▸ **Saved entries**:

[Start of section]

impl ScenePass {
    pub fn new(device: &wgpu::Device) -> Self {
        let scene_layout = device.create_bind_group_layout(&wgpu::BindGroupLayoutDescriptor {
            label: Some("aurora scene bgl"),
            entries: &[uniform_entry::<SceneUniforms>(
                0,
                wgpu::ShaderStages::VERTEX | wgpu::ShaderStages::FRAGMENT,
            )],
        });
        let material_layout = device.create_bind_group_layout(&wgpu::BindGroupLayoutDescriptor {
            label: Some("aurora material bgl"),
            entries: &[
                texture_entry(0, wgpu::TextureViewDimension::D2),
                texture_entry(1, wgpu::TextureViewDimension::D2),
                sampler_entry(2),
            ],
        });
        let camera_layout = device.create_bind_group_layout(&wgpu::BindGroupLayoutDescriptor {
            label: Some("aurora camera bgl"),
            entries: &[uniform_entry::<CameraUniform>(0, wgpu::ShaderStages::VERTEX)],
        });
        let emission_layout = device.create_bind_group_layout(&wgpu::BindGroupLayoutDescriptor {
            label: Some("aurora emission bgl"),
            entries: &[texture_entry(0, wgpu::TextureViewDimension::D2), sampler_entry(1)],
        });
        let sky_layout = device.create_bind_group_layout(&wgpu::BindGroupLayoutDescriptor {
            label: Some("aurora skybox bgl"),
            entries: &[
                uniform_entry::<SkyUniforms>(0, wgpu::ShaderStages::VERTEX),
                texture_entry(1, wgpu::TextureViewDimension::Cube),
                sampler_entry(2),
            ],
        });

        let skybox = scene_pipeline(
            device,
            SceneStage {
                label: "skybox",
                source: include_str!("shaders/skybox.wgsl"),
                layouts: &[&sky_layout],
                instance: None,
                draw_buffers: 1,
                cull_mode: None,
                depth_write: false,
                depth_compare: wgpu::CompareFunction::LessEqual,
            },
        );
        let lit = scene_pipeline(
            device,
            SceneStage {
                label: "scene lit",
                source: include_str!("shaders/scene_lit.wgsl"),
                layouts: &[&scene_layout, &material_layout],
                instance: None,
                draw_buffers: 1,
                cull_mode: Some(wgpu::Face::Back),
                depth_write: true,
                depth_compare: wgpu::CompareFunction::Less,
            },
        );
        let emissive = scene_pipeline(
            device,
            SceneStage {
                label: "emissive",
                source: include_str!("shaders/emissive.wgsl"),
                layouts: &[&camera_layout, &emission_layout],
                instance: Some(MarkerInstance::layout()),
                draw_buffers: 2,
                cull_mode: Some(wgpu::Face::Back),
                depth_write: true,
                depth_compare: wgpu::CompareFunction::Less,
            },
        );

        let scene_ubo = uniform_buffer::<SceneUniforms>(device, "aurora scene ubo");
        let sky_ubo = uniform_buffer::<SkyUniforms>(device, "aurora skybox ubo");
        let camera_ubo = uniform_buffer::<CameraUniform>(device, "aurora camera ubo");

        let scene_bind_group = device.create_bind_group(&wgpu::BindGroupDescriptor {
            label: Some("aurora scene bind group"),
            layout: &scene_layout,
            entries: &[wgpu::BindGroupEntry {
                binding: 0,
                resource: scene_ubo.as_entire_binding(),
            }],
        });
        let camera_bind_group = device.create_bind_group(&wgpu::BindGroupDescriptor {
            label: Some("aurora camera bind group"),
            layout: &camera_layout,
            entries: &[wgpu::BindGroupEntry {
                binding: 0,
                resource: camera_ubo.as_entire_binding(),
            }],
        });

        let marker_vbo = device.create_buffer(&wgpu::BufferDescriptor {
            label: Some("aurora marker instance vbo"),
            size: (MAX_LIGHTS * std::mem::size_of::<MarkerInstance>()) as u64,
            usage: wgpu::BufferUsages::VERTEX | wgpu::BufferUsages::COPY_DST,
            mapped_at_creation: false,
        });

        Self {
            skybox,
            lit,
            emissive,
            material_layout,
            emission_layout,
            sky_layout,
            scene_ubo,
            sky_ubo,
            camera_ubo,
            scene_bind_group,
            camera_bind_group,
            marker_vbo,
            repeat_sampler: linear_repeat_sampler(device, "aurora material sampler"),
            clamp_sampler: linear_clamp_sampler(device, "aurora scene clamp sampler"),
        }
    }

    /// Renders the scene into `hdr_color` and `bright_color`.
    pub fn record(
        &self,
        ctx: RenderCtx<'_>,
        encoder: &mut wgpu::CommandEncoder,
        bindings: &mut BindingState,
        targets: &RenderTargetSet,
        assets: &SceneAssets,
        inputs: &SceneInputs<'_>,
    ) -> RenderResult<()> {
        let aspect = targets.extent().aspect();
        let pose = inputs.pose;

        let scene = SceneUniforms::new(pose, aspect, inputs.lights, inputs.params);
        let sky = SkyUniforms {
            rotation_view: pose.rotation_only_view().to_cols_array_2d(),
            projection: pose.projection(aspect).to_cols_array_2d(),
        };
        let camera = CameraUniform {
            view_proj: scene.view_proj,
        };
        ctx.queue.write_buffer(&self.scene_ubo, 0, bytemuck::bytes_of(&scene));
        ctx.queue.write_buffer(&self.sky_ubo, 0, bytemuck::bytes_of(&sky));
        ctx.queue.write_buffer(&self.camera_ubo, 0, bytemuck::bytes_of(&camera));

        let markers = marker_instances(inputs.lights, assets.markers.scale, assets.markers.tint);
        if !markers.is_empty() {
            ctx.queue
                .write_buffer(&self.marker_vbo, 0, bytemuck::cast_slice(&markers));
        }

        let [hdr_id, bright_id] = SCENE_FRAMEBUFFER.colors;
        let black = Some(wgpu::Color::BLACK);
        let mut fb = FramebufferBinding::begin(
            encoder,
            bindings,
            "scene mrt",
            &[
                ColorTarget {
                    id: Attachment::Target(hdr_id),
                    view: &targets.get(hdr_id).view,
                    clear: black,
                },
                ColorTarget {
                    id: Attachment::Target(bright_id),
                    view: &targets.get(bright_id).view,
                    clear: black,
                },
            ],
            Some(DepthTarget {
                id: Attachment::Target(SCENE_FRAMEBUFFER.depth),
                view: &targets.get(SCENE_FRAMEBUFFER.depth).view,
                clear: 1.0,
            }),
        );

        fb.use_pipeline(&self.skybox)?;
        fb.pass().set_bind_group(0, &assets.skybox.bind_group, &[]);
        assets.skybox.mesh.bind(fb.pass());
        fb.draw_indexed(0..assets.skybox.mesh.index_count, 0..1);

        fb.use_pipeline(&self.lit)?;
        fb.pass().set_bind_group(0, &self.scene_bind_group, &[]);
        fb.pass().set_bind_group(1, &assets.model.material, &[]);
        assets.model.mesh.bind(fb.pass());
        fb.draw_indexed(0..assets.model.mesh.index_count, 0..1);

        if markers.is_empty() {
            return Ok(());
        }
        fb.use_pipeline(&self.emissive)?;
        fb.pass().set_bind_group(0, &self.camera_bind_group, &[]);
        fb.pass().set_bind_group(1, &assets.markers.emission, &[]);
        assets.markers.mesh.bind(fb.pass());
        fb.pass().set_vertex_buffer(1, self.marker_vbo.slice(..));
        fb.draw_indexed(
            0..assets.markers.mesh.index_count,
            0..markers.len() as u32,
        );
        Ok(())
    }
}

[End of section]

▸ **Aim of the task**: Above are some records. Report the number of their lines that include "TextureViewDimension", and add nothing else.

▸ **Completed task**: 4